§ THE PROBLEM
Your answer must be every line of the data that holds the string "object".

§ LISTED ENTRIES
_ _ _ _
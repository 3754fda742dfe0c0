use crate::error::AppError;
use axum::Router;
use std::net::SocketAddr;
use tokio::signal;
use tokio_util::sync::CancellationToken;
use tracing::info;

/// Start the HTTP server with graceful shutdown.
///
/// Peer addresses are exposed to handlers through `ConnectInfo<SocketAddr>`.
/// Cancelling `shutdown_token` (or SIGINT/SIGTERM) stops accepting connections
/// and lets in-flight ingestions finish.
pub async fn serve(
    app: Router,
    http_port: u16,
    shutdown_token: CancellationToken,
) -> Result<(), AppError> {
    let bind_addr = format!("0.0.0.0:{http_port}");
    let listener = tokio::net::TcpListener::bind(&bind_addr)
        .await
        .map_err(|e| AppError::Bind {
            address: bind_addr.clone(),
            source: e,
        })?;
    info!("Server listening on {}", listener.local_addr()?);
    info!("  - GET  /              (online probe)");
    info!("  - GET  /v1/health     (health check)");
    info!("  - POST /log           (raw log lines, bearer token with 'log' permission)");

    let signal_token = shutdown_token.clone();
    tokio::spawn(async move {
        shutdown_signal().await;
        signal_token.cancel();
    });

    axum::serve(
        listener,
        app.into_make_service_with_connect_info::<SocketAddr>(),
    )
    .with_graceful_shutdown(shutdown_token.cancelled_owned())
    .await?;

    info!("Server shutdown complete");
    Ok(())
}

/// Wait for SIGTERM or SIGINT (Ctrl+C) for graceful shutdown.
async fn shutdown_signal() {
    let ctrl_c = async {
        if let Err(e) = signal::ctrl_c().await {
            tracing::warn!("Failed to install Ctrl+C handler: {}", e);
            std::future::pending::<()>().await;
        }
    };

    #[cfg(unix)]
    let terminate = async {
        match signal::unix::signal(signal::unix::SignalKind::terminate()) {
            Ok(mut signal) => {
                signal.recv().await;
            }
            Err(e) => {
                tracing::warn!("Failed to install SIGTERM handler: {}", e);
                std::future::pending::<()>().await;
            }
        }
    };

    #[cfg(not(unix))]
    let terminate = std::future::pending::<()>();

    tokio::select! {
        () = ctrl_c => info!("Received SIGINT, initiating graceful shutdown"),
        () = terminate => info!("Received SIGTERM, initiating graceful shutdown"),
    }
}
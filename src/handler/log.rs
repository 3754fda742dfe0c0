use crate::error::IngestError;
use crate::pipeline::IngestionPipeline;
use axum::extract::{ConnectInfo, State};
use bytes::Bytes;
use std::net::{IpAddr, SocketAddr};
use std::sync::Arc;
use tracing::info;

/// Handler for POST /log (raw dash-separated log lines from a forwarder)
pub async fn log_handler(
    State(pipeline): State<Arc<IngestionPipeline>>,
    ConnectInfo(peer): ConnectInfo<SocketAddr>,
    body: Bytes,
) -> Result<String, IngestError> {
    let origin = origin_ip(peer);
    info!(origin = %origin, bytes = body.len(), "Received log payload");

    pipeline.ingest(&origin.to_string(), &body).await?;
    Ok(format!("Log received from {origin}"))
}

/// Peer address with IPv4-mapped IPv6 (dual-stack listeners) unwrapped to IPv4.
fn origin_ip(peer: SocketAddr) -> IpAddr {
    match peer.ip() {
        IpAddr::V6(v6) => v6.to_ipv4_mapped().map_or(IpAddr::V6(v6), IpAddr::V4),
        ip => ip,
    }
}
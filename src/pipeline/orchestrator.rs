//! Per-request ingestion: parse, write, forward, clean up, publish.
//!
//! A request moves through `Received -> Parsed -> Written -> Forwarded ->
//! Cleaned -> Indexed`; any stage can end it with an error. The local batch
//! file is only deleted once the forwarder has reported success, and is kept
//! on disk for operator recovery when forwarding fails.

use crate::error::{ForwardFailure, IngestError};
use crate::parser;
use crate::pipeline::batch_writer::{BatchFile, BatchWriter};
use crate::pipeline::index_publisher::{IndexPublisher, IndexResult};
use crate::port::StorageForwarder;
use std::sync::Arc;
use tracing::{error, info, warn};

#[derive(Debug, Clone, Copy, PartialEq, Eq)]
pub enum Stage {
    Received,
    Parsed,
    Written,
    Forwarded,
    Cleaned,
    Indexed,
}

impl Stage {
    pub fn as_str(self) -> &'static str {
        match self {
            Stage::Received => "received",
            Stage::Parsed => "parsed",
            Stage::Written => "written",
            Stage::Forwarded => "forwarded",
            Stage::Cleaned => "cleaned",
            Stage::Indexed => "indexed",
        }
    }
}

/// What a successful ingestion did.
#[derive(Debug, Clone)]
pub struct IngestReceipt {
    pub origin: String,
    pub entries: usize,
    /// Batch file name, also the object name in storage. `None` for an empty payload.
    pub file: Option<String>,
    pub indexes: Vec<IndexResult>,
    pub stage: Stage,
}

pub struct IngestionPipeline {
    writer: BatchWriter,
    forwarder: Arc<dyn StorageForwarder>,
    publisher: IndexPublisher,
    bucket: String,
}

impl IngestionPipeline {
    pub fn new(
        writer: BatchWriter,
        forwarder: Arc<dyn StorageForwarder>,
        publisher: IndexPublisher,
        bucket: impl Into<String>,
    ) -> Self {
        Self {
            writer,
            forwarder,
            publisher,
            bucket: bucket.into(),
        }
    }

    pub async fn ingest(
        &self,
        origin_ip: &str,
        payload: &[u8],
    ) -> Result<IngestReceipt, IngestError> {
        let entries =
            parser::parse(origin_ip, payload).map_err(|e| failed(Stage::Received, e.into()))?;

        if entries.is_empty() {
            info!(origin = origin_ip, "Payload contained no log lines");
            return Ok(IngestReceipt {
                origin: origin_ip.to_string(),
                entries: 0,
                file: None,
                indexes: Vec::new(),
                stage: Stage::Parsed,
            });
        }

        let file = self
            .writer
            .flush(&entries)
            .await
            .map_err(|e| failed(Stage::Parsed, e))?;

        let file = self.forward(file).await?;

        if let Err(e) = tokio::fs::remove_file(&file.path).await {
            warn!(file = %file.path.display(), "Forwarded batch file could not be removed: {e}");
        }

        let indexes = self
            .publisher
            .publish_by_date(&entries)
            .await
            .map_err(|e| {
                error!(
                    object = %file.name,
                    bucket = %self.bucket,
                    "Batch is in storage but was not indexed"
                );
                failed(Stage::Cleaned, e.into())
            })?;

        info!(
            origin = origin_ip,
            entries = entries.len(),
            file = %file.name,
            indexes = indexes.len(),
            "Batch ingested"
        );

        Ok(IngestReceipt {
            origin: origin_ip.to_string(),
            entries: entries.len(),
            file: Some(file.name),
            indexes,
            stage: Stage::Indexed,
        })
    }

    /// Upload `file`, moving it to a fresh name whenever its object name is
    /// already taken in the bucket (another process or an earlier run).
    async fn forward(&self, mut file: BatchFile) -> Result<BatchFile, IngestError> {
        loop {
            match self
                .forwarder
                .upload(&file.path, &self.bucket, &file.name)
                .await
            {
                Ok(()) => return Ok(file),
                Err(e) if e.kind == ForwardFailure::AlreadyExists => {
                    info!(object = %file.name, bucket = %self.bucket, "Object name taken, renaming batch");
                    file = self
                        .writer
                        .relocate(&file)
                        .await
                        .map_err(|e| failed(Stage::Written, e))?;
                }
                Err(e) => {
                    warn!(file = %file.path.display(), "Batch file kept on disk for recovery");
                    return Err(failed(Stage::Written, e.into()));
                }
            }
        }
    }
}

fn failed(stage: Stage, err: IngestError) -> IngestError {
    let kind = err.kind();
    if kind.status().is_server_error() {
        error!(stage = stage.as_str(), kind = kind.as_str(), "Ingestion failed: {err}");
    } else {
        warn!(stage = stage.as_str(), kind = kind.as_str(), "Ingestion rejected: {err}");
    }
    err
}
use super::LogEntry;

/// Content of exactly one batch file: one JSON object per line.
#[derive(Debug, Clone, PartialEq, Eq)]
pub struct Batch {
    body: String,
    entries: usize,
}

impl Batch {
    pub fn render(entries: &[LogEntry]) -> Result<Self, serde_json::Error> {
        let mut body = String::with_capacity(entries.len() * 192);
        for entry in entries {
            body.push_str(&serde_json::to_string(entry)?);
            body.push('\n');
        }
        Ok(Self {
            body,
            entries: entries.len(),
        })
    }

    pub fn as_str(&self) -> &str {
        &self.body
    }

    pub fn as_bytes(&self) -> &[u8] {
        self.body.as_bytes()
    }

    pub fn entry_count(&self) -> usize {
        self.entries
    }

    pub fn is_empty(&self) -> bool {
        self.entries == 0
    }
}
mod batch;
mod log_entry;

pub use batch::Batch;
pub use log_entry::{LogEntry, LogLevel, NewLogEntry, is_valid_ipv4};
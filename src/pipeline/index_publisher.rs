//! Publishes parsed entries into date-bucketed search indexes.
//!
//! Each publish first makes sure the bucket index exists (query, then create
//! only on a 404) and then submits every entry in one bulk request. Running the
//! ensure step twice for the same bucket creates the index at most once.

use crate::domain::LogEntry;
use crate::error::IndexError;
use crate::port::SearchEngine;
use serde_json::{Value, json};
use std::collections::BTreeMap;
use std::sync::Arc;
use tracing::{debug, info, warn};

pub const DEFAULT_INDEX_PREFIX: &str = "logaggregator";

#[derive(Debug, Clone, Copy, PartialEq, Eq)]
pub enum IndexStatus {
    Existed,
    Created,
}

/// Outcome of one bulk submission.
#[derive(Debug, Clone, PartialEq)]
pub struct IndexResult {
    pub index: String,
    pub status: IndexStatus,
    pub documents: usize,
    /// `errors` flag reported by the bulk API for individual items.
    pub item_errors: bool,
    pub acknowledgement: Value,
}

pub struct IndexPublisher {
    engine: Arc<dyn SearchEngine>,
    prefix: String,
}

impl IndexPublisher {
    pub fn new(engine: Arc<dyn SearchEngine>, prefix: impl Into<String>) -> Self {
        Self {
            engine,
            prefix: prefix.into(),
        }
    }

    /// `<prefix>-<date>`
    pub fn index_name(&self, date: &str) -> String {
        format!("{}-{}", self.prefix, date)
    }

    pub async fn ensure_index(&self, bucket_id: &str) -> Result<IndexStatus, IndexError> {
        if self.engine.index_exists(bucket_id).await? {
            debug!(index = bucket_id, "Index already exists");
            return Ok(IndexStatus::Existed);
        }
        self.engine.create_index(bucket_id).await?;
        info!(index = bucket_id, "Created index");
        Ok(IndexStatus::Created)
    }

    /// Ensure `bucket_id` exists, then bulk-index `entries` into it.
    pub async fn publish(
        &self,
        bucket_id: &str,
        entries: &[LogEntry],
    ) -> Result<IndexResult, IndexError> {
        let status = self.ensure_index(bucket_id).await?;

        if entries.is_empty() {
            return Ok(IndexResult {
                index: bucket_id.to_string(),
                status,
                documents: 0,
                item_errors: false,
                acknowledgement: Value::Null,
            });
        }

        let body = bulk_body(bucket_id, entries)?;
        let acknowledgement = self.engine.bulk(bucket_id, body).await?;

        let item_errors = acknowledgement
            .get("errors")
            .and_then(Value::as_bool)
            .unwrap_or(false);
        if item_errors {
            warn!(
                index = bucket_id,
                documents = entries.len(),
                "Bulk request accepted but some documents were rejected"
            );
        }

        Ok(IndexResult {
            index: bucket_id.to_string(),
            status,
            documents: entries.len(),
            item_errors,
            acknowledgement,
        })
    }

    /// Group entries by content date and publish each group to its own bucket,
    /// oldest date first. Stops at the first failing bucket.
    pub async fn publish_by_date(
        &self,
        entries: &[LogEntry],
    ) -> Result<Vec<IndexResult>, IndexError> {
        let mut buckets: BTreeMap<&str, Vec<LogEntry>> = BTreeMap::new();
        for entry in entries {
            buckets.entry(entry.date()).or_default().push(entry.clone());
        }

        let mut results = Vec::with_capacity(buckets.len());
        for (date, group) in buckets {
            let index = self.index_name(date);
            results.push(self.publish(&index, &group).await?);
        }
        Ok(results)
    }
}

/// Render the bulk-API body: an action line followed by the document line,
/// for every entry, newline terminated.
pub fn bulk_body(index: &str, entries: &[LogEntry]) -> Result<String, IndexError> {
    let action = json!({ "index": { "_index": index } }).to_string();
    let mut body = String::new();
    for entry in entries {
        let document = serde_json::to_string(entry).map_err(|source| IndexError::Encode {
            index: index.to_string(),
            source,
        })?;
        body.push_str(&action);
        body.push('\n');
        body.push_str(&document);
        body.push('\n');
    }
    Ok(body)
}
_ _ _ _
§ TASK RESPONSE
    /// Batch file name, also the object name in storage. `None` for an empty payload.
                    object = %file.name,
    /// Upload `file`, moving it to a fresh name whenever its object name is
                    info!(object = %file.name, bucket = %self.bucket, "Object name taken, renaming batch");
/// Content of exactly one batch file: one JSON object per line.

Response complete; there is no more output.